Hi Junwang,

Thanks for the feedback!

2026년 1월 9일 (금) PM 7:51, Junwang Zhao <[email protected]>님이 작성:

> On Mon, Jan 5, 2026 at 9:56 PM Henson Choi <[email protected]> wrote:
> >
> > Hi hackers,
> >
> > I think it may be a bit early for this, but I wanted to share this design
> > document now so we can revisit and discuss when the time is right.
> >
> > ===================================================================
> > Variable Length Edge (VLE) Implementation Strategies for PostgreSQL
> > ===================================================================
> >
> > 1. Overview
> > -----------
> >
> > This document describes two implementation strategies for Variable
> > Length Edge (VLE) traversal in PostgreSQL-based graph databases.
> >
> > VLE Query Example:
> >
> >     MATCH (a)-[*1..5]->(b) RETURN a, b
> >     MATCH p = (a)-[:knows*]->(b) RETURN p
> >
> > Two implementation approaches:
> >
> >     1. Unoptimized: Query rewriting to WITH RECURSIVE (CTE)
> >     2. Optimized:   Custom executor node with DFS algorithm
> >
>
> Interesting ideas. I was thinking about expanding the edge pattern using
> the
> lower and upper but it seems it can not handle the * case.
>

Right. With a bounded quantifier like -[*1..3]->, we can unroll it into
a fixed number of JOINs at compile time. But -[*]-> has no upper bound
known at compile time, so unrolling isn't possible.

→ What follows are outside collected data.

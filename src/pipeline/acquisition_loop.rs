//! The acquisition loop — an explicit state machine over sampling cycles
//!
//! Models the sample -> average -> transform -> classify -> log cycle as
//! named states with a first-class terminal state, so the stop condition
//! is a transition rather than an embedded break.
//!
//! There is no retry policy anywhere in the loop: a sensor or storage
//! failure propagates immediately, since silently continuing would produce
//! either corrupted physical data or invisible record loss.

use std::sync::atomic::{AtomicBool, Ordering};
use std::sync::Arc;
use std::time::Duration;

use chrono::Utc;
use thiserror::Error;
use tracing::{debug, info};

use crate::acquisition::{AcquisitionError, SampleEvent, SensorSource};
use crate::classify::StateClassifier;
use crate::config::MonitorConfig;
use crate::physics::PowerTransform;
use crate::storage::{CsvLogger, StorageError};
use crate::types::MeasurementRecord;

// ============================================================================
// Errors, States, Stats
// ============================================================================

/// Unrecoverable pipeline failures. Either leg is fatal to the process.
#[derive(Debug, Error)]
pub enum PipelineError {
    #[error(transparent)]
    Acquisition(#[from] AcquisitionError),

    #[error(transparent)]
    Storage(#[from] StorageError),
}

/// States of one acquisition cycle. `Stopped` is terminal.
#[derive(Debug)]
pub enum LoopState {
    WindowSampling,
    RecordBuilding { avg_voltage: f64 },
    Logged { record: MeasurementRecord },
    Stopped(StopReason),
}

/// Why the loop reached its terminal state.
#[derive(Debug, Clone, Copy, PartialEq, Eq)]
pub enum StopReason {
    /// The configured maximum record count was reached.
    RecordLimitReached,
    /// An external shutdown request (e.g. SIGINT) was observed at a cycle
    /// boundary.
    ShutdownRequested,
    /// A bounded source (replay, scripted) reported end of data.
    SourceExhausted,
}

impl std::fmt::Display for StopReason {
    fn fmt(&self, f: &mut std::fmt::Formatter<'_>) -> std::fmt::Result {
        match self {
            StopReason::RecordLimitReached => write!(f, "record limit reached"),
            StopReason::ShutdownRequested => write!(f, "shutdown requested"),
            StopReason::SourceExhausted => write!(f, "source exhausted"),
        }
    }
}

/// Final statistics for a completed run.
#[derive(Debug, Clone, Copy)]
pub struct PipelineStats {
    /// Records built and handed to the logger this run.
    pub records_logged: u64,
    /// Records durably written to the store (flushed).
    pub total_written: u64,
    pub stop_reason: StopReason,
}

// ============================================================================
// Acquisition Loop
// ============================================================================

/// Orchestrates sampling, transformation, classification, and logging.
///
/// Owns the sensor source and the logger; reads the immutable config by
/// reference. Consumed by [`run()`](AcquisitionLoop::run).
pub struct AcquisitionLoop<'a, S: SensorSource> {
    config: &'a MonitorConfig,
    source: S,
    transform: PowerTransform,
    classifier: StateClassifier,
    logger: CsvLogger,
    shutdown: Arc<AtomicBool>,
    records_logged: u64,
}

impl<'a, S: SensorSource> AcquisitionLoop<'a, S> {
    pub fn new(config: &'a MonitorConfig, source: S, logger: CsvLogger) -> Self {
        Self {
            config,
            source,
            transform: PowerTransform::from_config(config),
            classifier: StateClassifier::from_config(config),
            logger,
            shutdown: Arc::new(AtomicBool::new(false)),
            records_logged: 0,
        }
    }

    /// Attach a shared shutdown flag, observed at cycle boundaries.
    ///
    /// When set (e.g. from a Ctrl+C handler), the loop transitions to
    /// `Stopped` before the next window and flushes on the way out, so an
    /// orderly shutdown never discards buffered records.
    pub fn with_shutdown_flag(mut self, flag: Arc<AtomicBool>) -> Self {
        self.shutdown = flag;
        self
    }

    /// Run cycles until a stop condition or an unrecoverable failure.
    pub fn run(mut self) -> Result<PipelineStats, PipelineError> {
        info!(source = self.source.source_name(), "Acquisition started");
        let mut state = LoopState::WindowSampling;

        loop {
            state = match state {
                LoopState::WindowSampling => {
                    if self.shutdown.load(Ordering::Relaxed) {
                        self.logger.flush()?;
                        LoopState::Stopped(StopReason::ShutdownRequested)
                    } else {
                        match self.sample_window()? {
                            Some(avg_voltage) => LoopState::RecordBuilding { avg_voltage },
                            // End of a bounded source: the partial window is
                            // discarded, buffered records are not.
                            None => {
                                self.logger.flush()?;
                                LoopState::Stopped(StopReason::SourceExhausted)
                            }
                        }
                    }
                }

                LoopState::RecordBuilding { avg_voltage } => {
                    let measurement = self.transform.calculate(avg_voltage);
                    let machine_state = self.classifier.classify(measurement.rms_current);
                    let record = MeasurementRecord::new(
                        Utc::now(),
                        &self.config.identity.device_id,
                        &self.config.identity.machine_id,
                        measurement,
                        self.transform.line_voltage(),
                        machine_state,
                    );
                    debug!(
                        current_rms = record.current_rms,
                        power_w = record.power_w,
                        state = %record.state,
                        "record built"
                    );
                    LoopState::Logged { record }
                }

                LoopState::Logged { record } => {
                    self.logger.log(record)?;
                    self.records_logged += 1;

                    let max = self.config.output.max_records;
                    if max > 0 && self.records_logged >= max {
                        self.logger.flush()?;
                        LoopState::Stopped(StopReason::RecordLimitReached)
                    } else {
                        let pause = self.config.sampling.pause_between_windows_s;
                        if pause > 0.0 {
                            std::thread::sleep(Duration::from_secs_f64(pause));
                        }
                        LoopState::WindowSampling
                    }
                }

                LoopState::Stopped(reason) => {
                    info!(reason = %reason, total_written = self.logger.total_written(), "Acquisition stopped");
                    return Ok(PipelineStats {
                        records_logged: self.records_logged,
                        total_written: self.logger.total_written(),
                        stop_reason: reason,
                    });
                }
            };
        }
    }

    /// Draw exactly `window_size` samples, sleeping `1/sample_rate` between
    /// consecutive samples (not before the first), and return their mean.
    ///
    /// Returns `None` when the source reports end of data, abandoning any
    /// partially drawn window. A sensor failure aborts the window with no
    /// partial record and nothing handed to the logger.
    fn sample_window(&mut self) -> Result<Option<f64>, AcquisitionError> {
        let window_size = self.config.sampling.window_size;
        let interval = Duration::from_secs_f64(1.0 / self.config.sampling.sample_rate_hz);

        let mut sum = 0.0;
        for i in 0..window_size {
            if i > 0 {
                std::thread::sleep(interval);
            }
            match self.source.sample()? {
                SampleEvent::Sample(v) => sum += v,
                SampleEvent::Eof => return Ok(None),
            }
        }
        Ok(Some(sum / window_size as f64))
    }
}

That said, the traversal is still finite due to the edge uniqueness
constraint (e.id <> ALL(p.edge_ids)) which enforces TRAIL semantics.
This prevents traversing the same edge twice, not revisiting vertices.
In a graph with E edges, the maximum path length is E. The challenge
isn't infinity - it's that we need runtime iteration with dynamic
termination.


> ISTM these two approaches can both work when we need runtime
> pruning, for example if we are going to support path mode.
>

Agreed. Both approaches can support path modes (WALK/TRAIL/ACYCLIC/SIMPLE).
Edge predicates ([e* WHERE ...]) are applied at each hop, while path-level
predicates (length, aggregates) require completion. The real difference is
the execution model: CTE uses BFS storing all intermediate paths, whereas
a custom executor enables DFS with backtracking and O(depth) memory.


> The first option can be costly, since you have to pre calculate the
> recursive
> CTE, it can not utilize the predicate from previous hops. Can it work with
> quantifier * case?
>

Yes, CTE can handle * - the edge uniqueness constraint (e.id <> ALL(...))
ensures termination.

As mentioned above, edge predicates ([e* WHERE ...]) go into the recursion,
while path-level predicates (length, aggregates) stay outside. Since e* is
a collection, scalar access like "WHERE e.weight > 50" outside the pattern
would be invalid - edge filtering belongs inside [e* WHERE ...].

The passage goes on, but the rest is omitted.